DIRECTIONS
Filter the material below down to the lines with the word "DateTime" and give those lines.

DATA SUPPLIED
* * * * * * * * *
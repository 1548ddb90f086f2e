//! Journal entry and exported log types.

use chrono::{DateTime, Utc};
use serde::{Deserialize, Serialize};

use baseline_contracts::journal::MutationRecord;

/// One link in the mutation journal's hash chain.
///
/// Editing any field, including those of the embedded `record`, invalidates
/// `this_hash` and every later `prev_hash`.
#[derive(Debug, Clone, Serialize, Deserialize)]
pub struct JournalEntry {
    /// Position in the chain, starting at 0.
    pub sequence: u64,

    /// The mutating call attempt being recorded.
    pub record: MutationRecord,

    /// `this_hash` of the previous entry, or `GENESIS_HASH` for the first.
    pub prev_hash: String,

    /// SHA-256 (hex) over (sequence, prev_hash, record).
    pub this_hash: String,
}

impl JournalEntry {
    /// The `prev_hash` of the first entry in every chain.
    pub const GENESIS_HASH: &'static str =
        "0000000000000000000000000000000000000000000000000000000000000000";
}

/// A snapshot of the whole journal, as written to disk.
#[derive(Debug, Clone, Serialize, Deserialize)]
pub struct JournalLog {
    /// Every entry in chain order. May span several runs.
    pub entries: Vec<JournalEntry>,

    /// When this snapshot was taken.
    pub exported_at: DateTime<Utc>,

    /// `this_hash` of the last entry; empty for an empty journal.
    pub terminal_hash: String,
}

impl JournalLog {
    /// Entries belonging to one run.
    pub fn run_entries<'a>(&'a self, run_id: &'a str) -> impl Iterator<Item = &'a JournalEntry> {
        self.entries.iter().filter(move |e| e.record.run_id == run_id)
    }
}
//! `baseline.toml`: account, run, retry and ownership settings.
//!
//! ```toml
//! [aws]
//! region = "eu-west-1"
//! profile = "governance"
//!
//! [run]
//! max_concurrency = 8
//!
//! [ownership]
//! tag_value = "acme-baseline"
//! ```
//!
//! Every table and field is optional.

use std::path::Path;

use serde::Deserialize;

use baseline_aws::AwsSettings;
use baseline_contracts::{
    error::{BaselineError, BaselineResult},
    state::OwnershipMarker,
};
use baseline_core::config::{RetryPolicy, RunSettings};

/// Looked up in the working directory when `--config` is not given.
pub const DEFAULT_CONFIG_FILE: &str = "baseline.toml";

#[derive(Debug, Clone, PartialEq, Deserialize)]
#[serde(default)]
pub struct OwnershipConfig {
    pub tag_key: String,
    pub tag_value: String,
}

impl Default for OwnershipConfig {
    fn default() -> Self {
        let marker = OwnershipMarker::default();
        Self {
            tag_key: marker.key,
            tag_value: marker.value,
        }
    }
}

impl OwnershipConfig {
    pub fn marker(&self) -> OwnershipMarker {
        OwnershipMarker::new(&self.tag_key, &self.tag_value)
    }
}

#[derive(Debug, Clone, Default, PartialEq, Deserialize)]
#[serde(default, deny_unknown_fields)]
pub struct BaselineConfig {
    pub aws: AwsSettings,
    pub run: RunSettings,
    pub retry: RetryPolicy,
    pub ownership: OwnershipConfig,
}

impl BaselineConfig {
    pub fn from_toml_str(s: &str) -> BaselineResult<Self> {
        let config: Self = toml::from_str(s).map_err(|e| BaselineError::ConfigError {
            reason: format!("failed to parse configuration: {}", e),
        })?;
        config.validate()?;
        Ok(config)
    }

    /// Load `path`, or `baseline.toml` when no path is given.
    ///
    /// A missing default file yields the defaults; a missing explicit file
    /// is an error.
    pub fn load(path: Option<&Path>) -> BaselineResult<Self> {
        let (path, explicit) = match path {
            Some(p) => (p, true),
            None => (Path::new(DEFAULT_CONFIG_FILE), false),
        };
        if !path.exists() {
            if explicit {
                return Err(BaselineError::Io {
                    path: path.display().to_string(),
                    reason: "configuration file not found".to_string(),
                });
            }
            return Ok(Self::default());
        }
        let contents = std::fs::read_to_string(path).map_err(|e| BaselineError::Io {
            path: path.display().to_string(),
            reason: e.to_string(),
        })?;
        Self::from_toml_str(&contents)
    }

    pub fn validate(&self) -> BaselineResult<()> {
        self.aws.validate()?;
        self.run.validate()?;
        self.retry.validate()?;
        if self.ownership.tag_key.trim().is_empty() || self.ownership.tag_value.trim().is_empty() {
            return Err(BaselineError::ConfigError {
                reason: "ownership.tag_key and ownership.tag_value must not be empty".to_string(),
            });
        }
        Ok(())
    }
}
* * * * * * * * *
ANSWER SPACE
use chrono::{DateTime, Utc};
    pub exported_at: DateTime<Utc>,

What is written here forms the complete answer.